## [WHAT THE EXERCISE ASKS]
Collect each line of the entries that holds the string "style".
--- DATASET RECORDS ---
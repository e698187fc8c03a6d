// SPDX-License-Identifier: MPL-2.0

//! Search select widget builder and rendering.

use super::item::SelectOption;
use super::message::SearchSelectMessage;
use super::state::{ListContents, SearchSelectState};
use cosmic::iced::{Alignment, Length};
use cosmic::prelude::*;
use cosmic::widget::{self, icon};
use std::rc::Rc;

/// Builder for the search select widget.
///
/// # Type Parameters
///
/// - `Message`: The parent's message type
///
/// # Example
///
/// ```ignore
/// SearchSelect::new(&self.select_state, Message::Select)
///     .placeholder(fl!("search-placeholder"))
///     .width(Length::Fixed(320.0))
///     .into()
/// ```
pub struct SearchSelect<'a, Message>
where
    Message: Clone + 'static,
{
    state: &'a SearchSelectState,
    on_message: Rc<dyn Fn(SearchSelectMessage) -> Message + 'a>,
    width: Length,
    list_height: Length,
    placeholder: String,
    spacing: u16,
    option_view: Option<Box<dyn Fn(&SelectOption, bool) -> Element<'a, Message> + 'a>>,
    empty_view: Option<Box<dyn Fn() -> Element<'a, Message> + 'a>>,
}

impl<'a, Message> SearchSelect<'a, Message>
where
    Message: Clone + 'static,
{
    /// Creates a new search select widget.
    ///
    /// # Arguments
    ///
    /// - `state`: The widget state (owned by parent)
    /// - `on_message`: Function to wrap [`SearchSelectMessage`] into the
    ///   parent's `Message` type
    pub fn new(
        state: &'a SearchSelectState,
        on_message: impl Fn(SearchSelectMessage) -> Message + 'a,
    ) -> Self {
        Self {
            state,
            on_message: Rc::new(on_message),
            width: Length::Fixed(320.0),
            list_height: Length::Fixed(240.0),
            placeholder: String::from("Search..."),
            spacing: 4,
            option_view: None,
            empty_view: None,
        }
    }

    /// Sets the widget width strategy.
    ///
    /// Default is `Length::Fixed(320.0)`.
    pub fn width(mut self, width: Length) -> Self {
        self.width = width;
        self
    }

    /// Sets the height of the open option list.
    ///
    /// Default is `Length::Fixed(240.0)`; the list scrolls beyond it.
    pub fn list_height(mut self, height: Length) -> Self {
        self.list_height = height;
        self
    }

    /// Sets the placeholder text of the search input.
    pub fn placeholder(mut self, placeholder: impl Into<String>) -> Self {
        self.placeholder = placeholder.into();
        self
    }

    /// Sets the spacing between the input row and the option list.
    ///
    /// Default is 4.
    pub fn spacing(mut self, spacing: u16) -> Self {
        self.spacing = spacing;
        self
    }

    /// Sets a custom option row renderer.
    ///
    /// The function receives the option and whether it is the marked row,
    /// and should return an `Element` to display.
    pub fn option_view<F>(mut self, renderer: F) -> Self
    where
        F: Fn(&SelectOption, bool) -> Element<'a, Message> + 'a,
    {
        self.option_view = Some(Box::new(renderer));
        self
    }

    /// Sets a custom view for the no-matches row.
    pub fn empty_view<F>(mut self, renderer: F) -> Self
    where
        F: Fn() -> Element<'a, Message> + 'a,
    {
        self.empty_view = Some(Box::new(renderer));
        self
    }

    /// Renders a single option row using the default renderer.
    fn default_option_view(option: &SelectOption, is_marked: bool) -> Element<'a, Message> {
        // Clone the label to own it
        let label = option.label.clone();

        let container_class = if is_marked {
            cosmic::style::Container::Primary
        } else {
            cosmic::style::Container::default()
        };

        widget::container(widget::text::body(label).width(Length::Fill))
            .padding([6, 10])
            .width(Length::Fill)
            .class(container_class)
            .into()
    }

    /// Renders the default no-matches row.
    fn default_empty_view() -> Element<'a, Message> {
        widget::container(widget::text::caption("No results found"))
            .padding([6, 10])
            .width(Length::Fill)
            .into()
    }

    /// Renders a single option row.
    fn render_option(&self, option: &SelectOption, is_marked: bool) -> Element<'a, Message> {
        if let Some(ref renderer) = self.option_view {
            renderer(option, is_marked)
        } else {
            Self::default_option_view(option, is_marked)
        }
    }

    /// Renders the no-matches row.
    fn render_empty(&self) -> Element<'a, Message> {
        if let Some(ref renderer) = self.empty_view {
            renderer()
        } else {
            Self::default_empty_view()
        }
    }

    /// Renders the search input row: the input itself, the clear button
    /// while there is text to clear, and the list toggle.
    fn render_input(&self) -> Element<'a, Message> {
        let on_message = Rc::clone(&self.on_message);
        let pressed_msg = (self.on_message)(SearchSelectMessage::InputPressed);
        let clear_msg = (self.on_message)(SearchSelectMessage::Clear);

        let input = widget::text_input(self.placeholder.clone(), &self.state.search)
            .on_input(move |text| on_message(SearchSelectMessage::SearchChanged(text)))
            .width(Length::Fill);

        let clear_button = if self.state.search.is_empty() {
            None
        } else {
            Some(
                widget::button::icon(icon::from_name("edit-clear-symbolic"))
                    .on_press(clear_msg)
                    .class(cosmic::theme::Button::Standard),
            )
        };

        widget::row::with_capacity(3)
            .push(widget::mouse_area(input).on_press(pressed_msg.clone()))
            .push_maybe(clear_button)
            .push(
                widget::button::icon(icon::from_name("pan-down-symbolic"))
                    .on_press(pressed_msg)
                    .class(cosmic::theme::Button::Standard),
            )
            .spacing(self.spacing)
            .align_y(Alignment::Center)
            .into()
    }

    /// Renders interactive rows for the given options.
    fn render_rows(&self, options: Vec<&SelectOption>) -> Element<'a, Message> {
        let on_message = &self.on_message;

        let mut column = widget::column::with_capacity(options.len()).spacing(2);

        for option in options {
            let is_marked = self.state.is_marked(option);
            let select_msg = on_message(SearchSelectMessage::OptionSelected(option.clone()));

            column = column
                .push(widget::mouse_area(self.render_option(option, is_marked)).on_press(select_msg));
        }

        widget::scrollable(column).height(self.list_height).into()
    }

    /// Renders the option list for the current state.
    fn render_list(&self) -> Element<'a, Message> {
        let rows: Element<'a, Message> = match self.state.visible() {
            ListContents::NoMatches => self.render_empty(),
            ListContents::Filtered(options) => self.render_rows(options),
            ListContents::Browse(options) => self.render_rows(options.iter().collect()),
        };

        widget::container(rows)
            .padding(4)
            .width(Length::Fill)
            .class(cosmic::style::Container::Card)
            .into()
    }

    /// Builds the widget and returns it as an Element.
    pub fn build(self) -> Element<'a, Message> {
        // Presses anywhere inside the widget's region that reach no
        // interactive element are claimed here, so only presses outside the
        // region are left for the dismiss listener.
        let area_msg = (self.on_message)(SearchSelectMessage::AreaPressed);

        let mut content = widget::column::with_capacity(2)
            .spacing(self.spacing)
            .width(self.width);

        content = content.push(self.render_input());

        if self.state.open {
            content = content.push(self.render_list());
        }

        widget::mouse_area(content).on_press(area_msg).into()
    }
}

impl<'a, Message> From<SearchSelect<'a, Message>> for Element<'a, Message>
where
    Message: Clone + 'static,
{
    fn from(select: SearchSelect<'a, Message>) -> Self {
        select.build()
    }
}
---
--- DATASET RECORDS ---
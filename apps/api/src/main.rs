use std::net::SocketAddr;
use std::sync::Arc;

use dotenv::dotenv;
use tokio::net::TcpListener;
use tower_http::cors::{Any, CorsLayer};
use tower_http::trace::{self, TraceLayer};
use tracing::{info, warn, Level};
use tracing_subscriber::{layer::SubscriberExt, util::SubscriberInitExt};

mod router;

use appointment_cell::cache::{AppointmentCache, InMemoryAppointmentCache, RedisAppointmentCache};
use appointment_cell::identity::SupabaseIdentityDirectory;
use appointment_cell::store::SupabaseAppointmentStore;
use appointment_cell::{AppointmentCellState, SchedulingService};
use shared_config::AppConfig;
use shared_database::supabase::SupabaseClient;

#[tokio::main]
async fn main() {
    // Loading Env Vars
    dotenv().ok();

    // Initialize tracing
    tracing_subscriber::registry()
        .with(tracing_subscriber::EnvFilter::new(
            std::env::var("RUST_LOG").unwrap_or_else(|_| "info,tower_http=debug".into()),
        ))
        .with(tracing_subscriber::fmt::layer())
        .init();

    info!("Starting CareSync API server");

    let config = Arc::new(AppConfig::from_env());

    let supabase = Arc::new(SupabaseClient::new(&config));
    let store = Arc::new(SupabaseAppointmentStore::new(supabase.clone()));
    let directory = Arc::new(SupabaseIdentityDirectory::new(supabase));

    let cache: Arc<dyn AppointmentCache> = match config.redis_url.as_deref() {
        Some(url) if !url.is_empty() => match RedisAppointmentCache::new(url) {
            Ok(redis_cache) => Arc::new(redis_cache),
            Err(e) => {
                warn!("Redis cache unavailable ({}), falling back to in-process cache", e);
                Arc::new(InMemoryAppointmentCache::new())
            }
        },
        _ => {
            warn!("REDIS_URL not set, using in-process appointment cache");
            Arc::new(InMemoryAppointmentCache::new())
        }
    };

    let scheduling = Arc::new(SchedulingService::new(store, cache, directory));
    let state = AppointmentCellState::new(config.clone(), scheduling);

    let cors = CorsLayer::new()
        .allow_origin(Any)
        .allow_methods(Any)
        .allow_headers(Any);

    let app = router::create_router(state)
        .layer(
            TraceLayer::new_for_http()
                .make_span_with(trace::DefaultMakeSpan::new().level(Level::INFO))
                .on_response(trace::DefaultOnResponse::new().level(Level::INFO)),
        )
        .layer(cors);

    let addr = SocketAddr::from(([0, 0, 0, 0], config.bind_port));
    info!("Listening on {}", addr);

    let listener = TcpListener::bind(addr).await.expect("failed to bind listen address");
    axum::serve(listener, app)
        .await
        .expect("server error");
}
---
--- DATASET RECORDS ---
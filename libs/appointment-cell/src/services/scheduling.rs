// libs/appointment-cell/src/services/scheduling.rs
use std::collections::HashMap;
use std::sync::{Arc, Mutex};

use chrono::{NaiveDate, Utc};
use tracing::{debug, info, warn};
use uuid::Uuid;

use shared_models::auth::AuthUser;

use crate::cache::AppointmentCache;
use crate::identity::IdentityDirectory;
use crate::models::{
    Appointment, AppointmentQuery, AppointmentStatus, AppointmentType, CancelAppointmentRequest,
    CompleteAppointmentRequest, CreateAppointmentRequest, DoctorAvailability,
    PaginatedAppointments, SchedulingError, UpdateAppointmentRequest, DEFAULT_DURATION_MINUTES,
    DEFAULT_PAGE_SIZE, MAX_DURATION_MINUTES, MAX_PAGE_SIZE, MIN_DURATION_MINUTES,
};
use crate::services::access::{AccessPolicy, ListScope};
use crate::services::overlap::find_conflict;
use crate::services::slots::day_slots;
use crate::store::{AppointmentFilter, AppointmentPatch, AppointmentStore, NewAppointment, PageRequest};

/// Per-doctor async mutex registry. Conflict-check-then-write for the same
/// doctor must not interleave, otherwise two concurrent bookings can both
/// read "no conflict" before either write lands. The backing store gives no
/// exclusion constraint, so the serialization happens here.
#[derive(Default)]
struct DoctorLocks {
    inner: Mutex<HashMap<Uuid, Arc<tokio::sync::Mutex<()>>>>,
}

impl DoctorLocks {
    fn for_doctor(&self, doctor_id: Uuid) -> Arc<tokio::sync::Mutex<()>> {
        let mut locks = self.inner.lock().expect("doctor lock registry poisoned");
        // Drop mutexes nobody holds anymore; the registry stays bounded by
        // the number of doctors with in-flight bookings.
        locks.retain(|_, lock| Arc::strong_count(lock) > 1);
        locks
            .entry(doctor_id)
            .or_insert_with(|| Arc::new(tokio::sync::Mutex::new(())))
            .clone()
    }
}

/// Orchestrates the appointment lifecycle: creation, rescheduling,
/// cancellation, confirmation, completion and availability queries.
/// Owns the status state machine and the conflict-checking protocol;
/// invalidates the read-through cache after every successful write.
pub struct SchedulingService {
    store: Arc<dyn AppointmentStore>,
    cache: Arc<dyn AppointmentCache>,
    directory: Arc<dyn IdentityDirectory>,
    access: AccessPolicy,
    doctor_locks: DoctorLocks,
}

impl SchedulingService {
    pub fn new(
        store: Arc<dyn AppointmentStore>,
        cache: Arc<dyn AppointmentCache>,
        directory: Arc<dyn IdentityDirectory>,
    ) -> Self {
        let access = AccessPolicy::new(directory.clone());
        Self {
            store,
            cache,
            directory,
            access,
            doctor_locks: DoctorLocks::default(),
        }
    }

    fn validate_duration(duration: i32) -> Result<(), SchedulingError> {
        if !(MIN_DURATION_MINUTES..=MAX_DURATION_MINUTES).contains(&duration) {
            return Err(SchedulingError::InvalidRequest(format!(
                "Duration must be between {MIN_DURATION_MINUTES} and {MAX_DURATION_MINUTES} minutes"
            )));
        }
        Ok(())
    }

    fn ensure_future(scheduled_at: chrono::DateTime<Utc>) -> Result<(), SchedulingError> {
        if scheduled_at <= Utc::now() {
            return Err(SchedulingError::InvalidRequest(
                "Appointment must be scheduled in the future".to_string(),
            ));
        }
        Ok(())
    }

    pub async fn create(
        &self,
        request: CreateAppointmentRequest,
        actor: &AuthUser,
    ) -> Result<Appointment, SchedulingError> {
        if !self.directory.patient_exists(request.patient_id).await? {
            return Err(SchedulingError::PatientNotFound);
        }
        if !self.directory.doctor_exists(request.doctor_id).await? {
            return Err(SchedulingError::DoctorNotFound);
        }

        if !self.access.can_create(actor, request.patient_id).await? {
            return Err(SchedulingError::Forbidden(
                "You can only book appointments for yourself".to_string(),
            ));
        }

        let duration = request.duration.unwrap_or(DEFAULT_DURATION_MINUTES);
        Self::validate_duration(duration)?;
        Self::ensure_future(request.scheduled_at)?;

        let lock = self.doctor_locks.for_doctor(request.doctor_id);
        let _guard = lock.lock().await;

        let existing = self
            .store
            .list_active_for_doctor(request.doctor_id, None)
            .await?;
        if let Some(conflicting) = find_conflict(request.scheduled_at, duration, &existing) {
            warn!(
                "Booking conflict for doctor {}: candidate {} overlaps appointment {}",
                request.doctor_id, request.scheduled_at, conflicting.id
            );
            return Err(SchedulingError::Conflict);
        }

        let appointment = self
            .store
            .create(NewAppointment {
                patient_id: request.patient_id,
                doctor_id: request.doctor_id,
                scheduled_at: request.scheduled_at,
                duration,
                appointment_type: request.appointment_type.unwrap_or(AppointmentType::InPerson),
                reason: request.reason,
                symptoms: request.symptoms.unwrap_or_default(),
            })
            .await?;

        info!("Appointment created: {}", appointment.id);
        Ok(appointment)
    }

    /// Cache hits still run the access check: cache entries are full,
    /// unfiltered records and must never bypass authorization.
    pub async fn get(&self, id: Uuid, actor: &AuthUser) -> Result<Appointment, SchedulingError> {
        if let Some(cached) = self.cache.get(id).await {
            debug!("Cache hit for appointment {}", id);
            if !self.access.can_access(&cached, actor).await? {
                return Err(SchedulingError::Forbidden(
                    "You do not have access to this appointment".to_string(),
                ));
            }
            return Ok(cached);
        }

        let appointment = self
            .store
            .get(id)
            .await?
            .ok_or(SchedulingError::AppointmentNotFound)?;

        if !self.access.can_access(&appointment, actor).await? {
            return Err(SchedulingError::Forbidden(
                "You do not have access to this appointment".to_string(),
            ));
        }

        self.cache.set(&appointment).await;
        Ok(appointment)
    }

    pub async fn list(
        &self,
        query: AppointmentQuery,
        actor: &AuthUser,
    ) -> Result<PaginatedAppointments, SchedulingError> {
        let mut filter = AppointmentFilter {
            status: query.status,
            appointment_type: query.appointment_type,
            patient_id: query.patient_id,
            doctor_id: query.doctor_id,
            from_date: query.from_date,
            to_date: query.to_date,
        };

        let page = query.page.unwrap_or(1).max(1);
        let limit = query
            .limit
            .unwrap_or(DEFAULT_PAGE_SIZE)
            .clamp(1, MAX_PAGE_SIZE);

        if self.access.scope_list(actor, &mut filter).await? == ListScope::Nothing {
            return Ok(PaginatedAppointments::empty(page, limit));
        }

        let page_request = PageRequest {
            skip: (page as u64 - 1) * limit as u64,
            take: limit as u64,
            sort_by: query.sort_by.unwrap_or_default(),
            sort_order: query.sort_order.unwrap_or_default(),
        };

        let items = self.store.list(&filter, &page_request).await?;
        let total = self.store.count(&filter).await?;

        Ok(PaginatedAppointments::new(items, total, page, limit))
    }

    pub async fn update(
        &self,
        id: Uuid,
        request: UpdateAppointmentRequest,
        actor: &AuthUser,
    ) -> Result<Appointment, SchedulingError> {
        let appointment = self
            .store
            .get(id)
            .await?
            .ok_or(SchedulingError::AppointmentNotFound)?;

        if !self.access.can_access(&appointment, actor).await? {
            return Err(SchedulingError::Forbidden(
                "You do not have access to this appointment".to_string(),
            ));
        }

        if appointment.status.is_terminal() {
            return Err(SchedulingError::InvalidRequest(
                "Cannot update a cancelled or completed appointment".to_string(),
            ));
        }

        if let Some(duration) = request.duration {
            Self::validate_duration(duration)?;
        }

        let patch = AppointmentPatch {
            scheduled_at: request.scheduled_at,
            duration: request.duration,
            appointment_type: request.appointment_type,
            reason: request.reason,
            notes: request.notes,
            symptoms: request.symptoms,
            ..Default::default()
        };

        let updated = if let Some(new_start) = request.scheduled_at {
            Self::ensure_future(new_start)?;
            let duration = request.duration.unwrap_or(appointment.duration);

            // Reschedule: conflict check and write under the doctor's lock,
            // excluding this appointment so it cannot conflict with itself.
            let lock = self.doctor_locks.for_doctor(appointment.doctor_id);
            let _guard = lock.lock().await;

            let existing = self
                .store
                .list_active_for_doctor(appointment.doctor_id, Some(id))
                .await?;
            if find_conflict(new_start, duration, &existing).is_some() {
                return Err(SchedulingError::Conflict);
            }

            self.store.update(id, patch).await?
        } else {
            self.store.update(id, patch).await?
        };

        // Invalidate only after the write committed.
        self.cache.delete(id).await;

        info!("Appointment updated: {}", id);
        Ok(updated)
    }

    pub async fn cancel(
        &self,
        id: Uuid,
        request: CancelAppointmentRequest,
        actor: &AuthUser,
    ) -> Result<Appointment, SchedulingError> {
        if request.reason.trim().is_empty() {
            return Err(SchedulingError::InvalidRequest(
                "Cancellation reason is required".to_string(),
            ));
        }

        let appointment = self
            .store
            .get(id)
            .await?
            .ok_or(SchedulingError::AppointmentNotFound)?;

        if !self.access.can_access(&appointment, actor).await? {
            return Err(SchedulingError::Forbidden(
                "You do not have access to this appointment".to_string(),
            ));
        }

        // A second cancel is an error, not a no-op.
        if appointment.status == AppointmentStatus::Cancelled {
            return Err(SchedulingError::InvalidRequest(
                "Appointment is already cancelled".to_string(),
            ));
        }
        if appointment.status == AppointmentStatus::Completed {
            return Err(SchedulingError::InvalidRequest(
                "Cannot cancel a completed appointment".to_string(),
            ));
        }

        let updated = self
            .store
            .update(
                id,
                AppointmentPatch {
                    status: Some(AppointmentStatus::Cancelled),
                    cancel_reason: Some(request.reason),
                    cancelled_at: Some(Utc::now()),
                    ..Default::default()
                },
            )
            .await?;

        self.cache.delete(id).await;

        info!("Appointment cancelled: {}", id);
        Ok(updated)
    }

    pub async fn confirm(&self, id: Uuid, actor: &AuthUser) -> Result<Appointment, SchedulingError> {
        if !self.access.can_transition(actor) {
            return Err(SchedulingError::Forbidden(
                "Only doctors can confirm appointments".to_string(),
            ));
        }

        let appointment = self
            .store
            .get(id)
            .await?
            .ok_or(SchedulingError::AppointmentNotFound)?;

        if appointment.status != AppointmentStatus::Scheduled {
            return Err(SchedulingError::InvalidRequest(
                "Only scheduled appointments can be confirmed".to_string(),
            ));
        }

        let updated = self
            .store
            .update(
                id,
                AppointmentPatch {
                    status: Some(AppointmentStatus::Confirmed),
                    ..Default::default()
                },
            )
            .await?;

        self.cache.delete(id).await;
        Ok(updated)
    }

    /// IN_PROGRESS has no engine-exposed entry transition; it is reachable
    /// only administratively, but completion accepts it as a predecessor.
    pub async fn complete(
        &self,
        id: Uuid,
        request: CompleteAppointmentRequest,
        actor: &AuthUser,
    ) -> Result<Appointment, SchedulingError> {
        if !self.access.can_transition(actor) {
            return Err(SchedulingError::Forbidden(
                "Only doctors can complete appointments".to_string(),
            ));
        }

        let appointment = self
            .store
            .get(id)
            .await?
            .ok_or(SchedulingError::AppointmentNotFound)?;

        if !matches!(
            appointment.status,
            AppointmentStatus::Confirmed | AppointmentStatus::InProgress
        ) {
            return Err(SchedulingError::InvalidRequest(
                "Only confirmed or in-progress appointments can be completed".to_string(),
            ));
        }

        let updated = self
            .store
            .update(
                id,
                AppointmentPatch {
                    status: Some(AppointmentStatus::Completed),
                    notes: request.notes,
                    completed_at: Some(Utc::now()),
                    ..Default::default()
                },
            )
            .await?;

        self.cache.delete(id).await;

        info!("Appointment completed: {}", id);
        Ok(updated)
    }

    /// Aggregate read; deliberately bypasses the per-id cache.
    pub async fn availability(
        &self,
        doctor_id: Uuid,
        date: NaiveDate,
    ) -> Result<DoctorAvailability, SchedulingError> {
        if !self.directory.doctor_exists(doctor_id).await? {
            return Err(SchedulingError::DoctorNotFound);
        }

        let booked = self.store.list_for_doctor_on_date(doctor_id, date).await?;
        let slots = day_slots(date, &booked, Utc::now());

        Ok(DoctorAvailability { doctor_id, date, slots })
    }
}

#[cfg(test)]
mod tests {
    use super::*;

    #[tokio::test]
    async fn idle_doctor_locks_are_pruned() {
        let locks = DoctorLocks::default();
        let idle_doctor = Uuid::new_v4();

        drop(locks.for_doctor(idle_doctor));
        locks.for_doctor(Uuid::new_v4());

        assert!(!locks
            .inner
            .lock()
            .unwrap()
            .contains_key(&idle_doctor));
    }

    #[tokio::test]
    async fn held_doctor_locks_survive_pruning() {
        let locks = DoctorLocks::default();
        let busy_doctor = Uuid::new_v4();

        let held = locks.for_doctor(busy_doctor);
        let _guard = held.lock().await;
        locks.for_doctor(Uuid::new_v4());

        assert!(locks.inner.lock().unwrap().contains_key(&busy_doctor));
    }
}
---
## [WRITTEN SOLUTION]
            cosmic::style::Container::Primary
            cosmic::style::Container::default()
            .class(cosmic::style::Container::Card)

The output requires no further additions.